▶ _Task statement_:
What lines below include the word "ModelError"? Copy each one.

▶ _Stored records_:
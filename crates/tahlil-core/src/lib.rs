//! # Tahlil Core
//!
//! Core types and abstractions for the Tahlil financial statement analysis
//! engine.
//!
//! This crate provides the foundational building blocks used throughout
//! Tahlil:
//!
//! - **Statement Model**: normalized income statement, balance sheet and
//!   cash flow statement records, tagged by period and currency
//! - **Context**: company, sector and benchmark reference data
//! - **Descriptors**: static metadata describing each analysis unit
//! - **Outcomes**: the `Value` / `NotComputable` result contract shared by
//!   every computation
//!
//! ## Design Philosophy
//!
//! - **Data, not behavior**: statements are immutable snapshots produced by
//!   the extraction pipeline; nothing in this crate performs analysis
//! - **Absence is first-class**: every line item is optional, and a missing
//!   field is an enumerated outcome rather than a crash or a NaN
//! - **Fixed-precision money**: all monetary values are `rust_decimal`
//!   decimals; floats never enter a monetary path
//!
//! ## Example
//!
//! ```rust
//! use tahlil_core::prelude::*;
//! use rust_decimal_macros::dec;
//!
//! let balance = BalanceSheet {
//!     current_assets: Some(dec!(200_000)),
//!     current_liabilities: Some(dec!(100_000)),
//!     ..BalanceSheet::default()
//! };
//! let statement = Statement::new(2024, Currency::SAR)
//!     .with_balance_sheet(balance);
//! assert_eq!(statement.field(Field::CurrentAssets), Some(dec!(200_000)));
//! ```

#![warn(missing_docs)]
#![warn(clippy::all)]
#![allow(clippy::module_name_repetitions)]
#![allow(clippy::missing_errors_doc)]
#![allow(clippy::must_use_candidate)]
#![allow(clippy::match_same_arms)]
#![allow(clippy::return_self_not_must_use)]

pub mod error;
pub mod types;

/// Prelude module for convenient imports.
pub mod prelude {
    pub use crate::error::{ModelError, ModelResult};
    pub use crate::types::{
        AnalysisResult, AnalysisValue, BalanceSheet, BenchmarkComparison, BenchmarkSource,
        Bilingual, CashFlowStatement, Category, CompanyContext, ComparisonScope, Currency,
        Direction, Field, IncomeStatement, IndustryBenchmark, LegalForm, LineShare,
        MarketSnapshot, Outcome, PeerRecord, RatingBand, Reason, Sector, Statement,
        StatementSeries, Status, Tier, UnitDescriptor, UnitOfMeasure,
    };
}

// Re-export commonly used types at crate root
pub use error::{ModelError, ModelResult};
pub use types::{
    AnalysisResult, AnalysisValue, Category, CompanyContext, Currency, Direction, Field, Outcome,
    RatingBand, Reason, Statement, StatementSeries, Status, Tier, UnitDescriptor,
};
--
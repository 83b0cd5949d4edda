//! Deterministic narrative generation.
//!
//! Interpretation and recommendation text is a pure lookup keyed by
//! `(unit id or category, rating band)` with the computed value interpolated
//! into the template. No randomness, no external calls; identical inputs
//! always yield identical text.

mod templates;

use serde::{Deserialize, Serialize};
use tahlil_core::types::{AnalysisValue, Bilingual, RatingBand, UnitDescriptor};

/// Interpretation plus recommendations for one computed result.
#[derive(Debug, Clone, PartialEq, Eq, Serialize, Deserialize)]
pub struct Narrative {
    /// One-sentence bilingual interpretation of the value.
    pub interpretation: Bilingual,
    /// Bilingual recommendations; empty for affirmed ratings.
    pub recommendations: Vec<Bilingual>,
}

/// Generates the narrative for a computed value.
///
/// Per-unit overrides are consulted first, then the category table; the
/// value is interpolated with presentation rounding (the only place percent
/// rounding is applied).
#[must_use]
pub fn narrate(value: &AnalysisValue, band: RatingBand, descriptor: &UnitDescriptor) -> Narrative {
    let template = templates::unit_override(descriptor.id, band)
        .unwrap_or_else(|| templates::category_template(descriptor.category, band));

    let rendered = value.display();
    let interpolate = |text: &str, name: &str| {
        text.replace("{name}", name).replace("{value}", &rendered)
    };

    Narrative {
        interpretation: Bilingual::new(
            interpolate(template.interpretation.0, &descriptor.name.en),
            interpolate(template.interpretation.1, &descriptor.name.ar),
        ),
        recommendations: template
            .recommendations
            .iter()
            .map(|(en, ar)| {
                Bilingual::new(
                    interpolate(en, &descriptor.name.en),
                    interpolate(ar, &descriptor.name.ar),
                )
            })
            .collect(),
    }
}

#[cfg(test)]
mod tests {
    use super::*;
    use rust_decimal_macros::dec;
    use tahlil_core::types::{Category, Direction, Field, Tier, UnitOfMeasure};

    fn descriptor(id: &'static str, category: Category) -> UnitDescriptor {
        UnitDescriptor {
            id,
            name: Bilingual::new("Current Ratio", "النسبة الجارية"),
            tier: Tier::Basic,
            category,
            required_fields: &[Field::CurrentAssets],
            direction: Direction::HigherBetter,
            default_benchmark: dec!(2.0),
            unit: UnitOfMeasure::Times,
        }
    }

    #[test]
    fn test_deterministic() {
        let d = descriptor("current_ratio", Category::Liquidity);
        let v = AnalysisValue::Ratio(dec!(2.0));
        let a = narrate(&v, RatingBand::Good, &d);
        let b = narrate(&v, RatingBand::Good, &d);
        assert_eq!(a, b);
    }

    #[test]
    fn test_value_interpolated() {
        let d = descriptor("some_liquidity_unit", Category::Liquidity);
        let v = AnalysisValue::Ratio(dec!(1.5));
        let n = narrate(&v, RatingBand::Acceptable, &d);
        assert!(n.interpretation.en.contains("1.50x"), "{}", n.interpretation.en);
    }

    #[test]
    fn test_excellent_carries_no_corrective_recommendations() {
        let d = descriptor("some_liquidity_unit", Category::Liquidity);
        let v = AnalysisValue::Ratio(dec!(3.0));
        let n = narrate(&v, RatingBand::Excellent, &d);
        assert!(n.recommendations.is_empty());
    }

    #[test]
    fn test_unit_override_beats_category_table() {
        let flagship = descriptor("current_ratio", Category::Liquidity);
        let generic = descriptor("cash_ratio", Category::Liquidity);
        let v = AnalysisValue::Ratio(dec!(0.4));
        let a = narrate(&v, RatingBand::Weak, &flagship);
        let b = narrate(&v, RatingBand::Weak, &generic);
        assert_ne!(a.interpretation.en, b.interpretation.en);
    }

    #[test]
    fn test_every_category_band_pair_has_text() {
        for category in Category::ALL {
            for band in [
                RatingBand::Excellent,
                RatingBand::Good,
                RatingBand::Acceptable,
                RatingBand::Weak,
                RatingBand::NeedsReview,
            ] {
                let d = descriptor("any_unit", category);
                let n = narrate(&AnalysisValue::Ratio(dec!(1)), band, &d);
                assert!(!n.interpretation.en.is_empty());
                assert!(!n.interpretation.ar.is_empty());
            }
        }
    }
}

▶ _Response to this exercise_:
    pub use crate::error::{ModelError, ModelResult};
pub use error::{ModelError, ModelResult};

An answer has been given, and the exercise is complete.